▶ [Task details]:
The answer must be every line of the records in which the string "usize" appears.

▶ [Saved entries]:
+ + + + + + +

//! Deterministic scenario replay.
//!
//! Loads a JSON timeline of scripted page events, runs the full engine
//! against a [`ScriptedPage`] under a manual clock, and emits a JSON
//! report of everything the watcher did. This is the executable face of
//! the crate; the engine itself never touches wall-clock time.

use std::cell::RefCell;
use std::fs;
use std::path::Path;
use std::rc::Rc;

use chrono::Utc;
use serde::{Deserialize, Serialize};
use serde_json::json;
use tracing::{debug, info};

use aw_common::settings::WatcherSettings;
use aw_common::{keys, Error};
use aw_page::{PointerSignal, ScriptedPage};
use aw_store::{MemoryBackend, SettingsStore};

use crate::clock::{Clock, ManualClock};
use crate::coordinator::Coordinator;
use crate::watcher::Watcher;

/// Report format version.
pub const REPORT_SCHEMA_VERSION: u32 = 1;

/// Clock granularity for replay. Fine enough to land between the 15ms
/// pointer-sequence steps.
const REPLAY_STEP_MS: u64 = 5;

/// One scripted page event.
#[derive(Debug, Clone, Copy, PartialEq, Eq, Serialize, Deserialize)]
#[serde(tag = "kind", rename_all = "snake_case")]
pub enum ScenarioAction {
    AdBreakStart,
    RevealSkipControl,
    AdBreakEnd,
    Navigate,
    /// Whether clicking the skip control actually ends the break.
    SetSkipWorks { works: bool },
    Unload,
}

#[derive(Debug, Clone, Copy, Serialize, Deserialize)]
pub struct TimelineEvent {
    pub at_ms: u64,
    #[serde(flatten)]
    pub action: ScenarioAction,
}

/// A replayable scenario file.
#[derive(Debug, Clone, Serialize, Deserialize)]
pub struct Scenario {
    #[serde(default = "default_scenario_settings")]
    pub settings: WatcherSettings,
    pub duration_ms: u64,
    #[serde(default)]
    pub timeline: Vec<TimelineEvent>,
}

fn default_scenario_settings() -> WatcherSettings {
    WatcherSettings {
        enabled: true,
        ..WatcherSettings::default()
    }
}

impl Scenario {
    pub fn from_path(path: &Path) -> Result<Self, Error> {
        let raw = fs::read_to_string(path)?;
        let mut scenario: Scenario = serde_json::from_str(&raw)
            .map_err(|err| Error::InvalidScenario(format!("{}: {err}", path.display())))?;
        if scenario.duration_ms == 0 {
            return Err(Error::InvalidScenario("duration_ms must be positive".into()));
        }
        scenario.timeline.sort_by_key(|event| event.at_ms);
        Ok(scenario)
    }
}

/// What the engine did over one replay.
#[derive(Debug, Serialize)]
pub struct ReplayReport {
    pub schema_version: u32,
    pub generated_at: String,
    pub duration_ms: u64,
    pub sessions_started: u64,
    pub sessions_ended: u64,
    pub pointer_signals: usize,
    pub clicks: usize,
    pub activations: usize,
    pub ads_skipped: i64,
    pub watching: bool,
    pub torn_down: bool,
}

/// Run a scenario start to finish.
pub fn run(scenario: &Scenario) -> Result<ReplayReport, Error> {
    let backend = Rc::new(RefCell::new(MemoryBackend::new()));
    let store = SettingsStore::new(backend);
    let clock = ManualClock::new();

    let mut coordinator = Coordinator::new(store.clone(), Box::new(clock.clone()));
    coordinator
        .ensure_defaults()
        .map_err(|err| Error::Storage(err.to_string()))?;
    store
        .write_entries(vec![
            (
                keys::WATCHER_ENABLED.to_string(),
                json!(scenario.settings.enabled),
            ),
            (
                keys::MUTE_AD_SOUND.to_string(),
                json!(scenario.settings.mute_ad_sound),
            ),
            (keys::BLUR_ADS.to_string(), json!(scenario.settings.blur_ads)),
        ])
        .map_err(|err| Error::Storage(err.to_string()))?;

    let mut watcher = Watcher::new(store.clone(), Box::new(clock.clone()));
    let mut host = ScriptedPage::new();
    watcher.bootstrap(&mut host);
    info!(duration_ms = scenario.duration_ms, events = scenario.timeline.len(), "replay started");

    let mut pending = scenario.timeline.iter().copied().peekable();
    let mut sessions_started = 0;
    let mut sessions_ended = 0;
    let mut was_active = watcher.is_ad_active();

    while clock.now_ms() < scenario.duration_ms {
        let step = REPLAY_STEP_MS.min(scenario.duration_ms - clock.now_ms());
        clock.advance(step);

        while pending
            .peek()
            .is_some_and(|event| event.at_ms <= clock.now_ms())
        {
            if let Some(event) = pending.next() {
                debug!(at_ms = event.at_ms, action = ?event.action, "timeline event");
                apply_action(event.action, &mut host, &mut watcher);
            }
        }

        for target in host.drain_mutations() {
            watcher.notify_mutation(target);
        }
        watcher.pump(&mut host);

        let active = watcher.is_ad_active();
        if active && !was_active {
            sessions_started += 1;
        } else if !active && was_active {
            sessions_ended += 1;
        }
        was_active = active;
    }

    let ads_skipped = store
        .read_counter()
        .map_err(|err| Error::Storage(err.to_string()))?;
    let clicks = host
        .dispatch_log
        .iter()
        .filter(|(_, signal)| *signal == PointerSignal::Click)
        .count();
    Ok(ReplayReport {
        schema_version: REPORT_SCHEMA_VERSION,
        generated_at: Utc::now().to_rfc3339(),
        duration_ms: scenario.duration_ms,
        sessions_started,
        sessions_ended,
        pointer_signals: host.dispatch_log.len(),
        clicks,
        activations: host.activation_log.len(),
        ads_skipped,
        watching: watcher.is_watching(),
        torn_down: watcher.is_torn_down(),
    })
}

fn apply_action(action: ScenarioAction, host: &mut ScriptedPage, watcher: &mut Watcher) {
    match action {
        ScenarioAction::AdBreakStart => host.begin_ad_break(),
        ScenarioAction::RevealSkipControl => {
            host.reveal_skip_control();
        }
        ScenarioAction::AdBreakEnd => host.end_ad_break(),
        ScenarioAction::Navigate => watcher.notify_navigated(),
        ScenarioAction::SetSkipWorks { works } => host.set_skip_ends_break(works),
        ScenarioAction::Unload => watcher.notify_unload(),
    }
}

+ + + + + + +

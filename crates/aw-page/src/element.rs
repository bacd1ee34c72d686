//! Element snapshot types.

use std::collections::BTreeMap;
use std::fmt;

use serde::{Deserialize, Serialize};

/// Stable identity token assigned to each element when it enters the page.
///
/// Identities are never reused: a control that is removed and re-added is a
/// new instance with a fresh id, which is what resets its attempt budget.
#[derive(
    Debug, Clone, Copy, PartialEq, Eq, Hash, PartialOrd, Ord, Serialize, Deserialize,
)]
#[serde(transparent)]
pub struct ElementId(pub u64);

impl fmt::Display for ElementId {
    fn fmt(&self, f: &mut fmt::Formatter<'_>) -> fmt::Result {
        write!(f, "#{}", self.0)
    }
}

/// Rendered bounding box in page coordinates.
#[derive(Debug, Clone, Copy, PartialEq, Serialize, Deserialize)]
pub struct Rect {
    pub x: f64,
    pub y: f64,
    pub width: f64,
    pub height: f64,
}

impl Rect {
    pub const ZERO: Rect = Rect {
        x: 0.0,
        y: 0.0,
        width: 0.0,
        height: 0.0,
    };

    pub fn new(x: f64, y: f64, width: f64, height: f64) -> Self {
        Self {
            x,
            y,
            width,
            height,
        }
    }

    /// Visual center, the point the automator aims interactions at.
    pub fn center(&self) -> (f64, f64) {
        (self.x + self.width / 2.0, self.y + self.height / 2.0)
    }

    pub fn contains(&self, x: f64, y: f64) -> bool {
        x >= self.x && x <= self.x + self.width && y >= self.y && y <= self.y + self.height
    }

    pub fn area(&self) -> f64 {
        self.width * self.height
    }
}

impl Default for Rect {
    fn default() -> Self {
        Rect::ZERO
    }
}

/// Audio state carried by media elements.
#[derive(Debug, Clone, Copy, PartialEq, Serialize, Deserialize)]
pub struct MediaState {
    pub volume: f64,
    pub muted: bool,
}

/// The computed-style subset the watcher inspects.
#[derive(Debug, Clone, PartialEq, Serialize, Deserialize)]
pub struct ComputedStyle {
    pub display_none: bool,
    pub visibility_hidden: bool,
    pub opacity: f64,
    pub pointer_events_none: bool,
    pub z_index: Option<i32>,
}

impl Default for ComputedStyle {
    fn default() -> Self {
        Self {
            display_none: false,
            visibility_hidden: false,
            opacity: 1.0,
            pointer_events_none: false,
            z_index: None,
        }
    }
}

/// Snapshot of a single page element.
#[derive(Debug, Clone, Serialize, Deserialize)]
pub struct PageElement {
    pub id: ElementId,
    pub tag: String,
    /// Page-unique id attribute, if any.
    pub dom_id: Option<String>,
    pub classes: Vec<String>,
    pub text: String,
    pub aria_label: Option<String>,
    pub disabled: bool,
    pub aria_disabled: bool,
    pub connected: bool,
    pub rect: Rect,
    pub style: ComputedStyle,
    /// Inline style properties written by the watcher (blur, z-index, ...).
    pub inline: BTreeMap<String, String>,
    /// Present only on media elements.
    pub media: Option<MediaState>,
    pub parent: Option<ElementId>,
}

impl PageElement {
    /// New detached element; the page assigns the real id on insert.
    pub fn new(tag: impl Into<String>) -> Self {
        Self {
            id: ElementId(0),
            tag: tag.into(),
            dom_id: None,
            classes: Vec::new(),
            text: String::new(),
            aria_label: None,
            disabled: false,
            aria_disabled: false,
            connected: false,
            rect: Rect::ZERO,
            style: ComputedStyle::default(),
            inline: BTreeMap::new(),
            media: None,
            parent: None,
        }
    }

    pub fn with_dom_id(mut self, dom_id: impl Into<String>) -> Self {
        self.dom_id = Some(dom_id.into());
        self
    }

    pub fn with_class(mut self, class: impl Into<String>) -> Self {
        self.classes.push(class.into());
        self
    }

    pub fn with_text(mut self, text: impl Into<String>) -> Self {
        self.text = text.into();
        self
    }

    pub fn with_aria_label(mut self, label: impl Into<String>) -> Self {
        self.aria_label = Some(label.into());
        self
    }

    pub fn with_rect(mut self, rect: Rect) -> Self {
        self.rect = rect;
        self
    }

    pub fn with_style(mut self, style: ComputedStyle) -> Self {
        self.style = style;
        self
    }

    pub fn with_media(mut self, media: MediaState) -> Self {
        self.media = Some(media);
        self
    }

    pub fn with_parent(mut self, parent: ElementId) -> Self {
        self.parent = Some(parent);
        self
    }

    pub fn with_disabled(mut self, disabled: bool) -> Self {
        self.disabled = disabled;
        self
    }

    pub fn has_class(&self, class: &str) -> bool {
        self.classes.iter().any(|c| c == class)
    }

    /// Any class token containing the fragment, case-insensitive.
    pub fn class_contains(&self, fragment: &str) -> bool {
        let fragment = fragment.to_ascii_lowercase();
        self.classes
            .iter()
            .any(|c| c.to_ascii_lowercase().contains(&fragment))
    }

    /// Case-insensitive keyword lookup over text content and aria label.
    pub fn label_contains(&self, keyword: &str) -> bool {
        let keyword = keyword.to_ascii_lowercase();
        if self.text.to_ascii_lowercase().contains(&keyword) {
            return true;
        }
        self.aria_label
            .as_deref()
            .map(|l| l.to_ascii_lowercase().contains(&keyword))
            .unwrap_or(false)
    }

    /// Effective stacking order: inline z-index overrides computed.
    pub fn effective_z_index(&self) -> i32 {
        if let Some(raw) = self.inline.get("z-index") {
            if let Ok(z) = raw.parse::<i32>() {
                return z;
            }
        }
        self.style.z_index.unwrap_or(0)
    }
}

+ + + + + + +

▶ [Answer for the task]:
    pub pointer_signals: usize,
    pub clicks: usize,
    pub activations: usize,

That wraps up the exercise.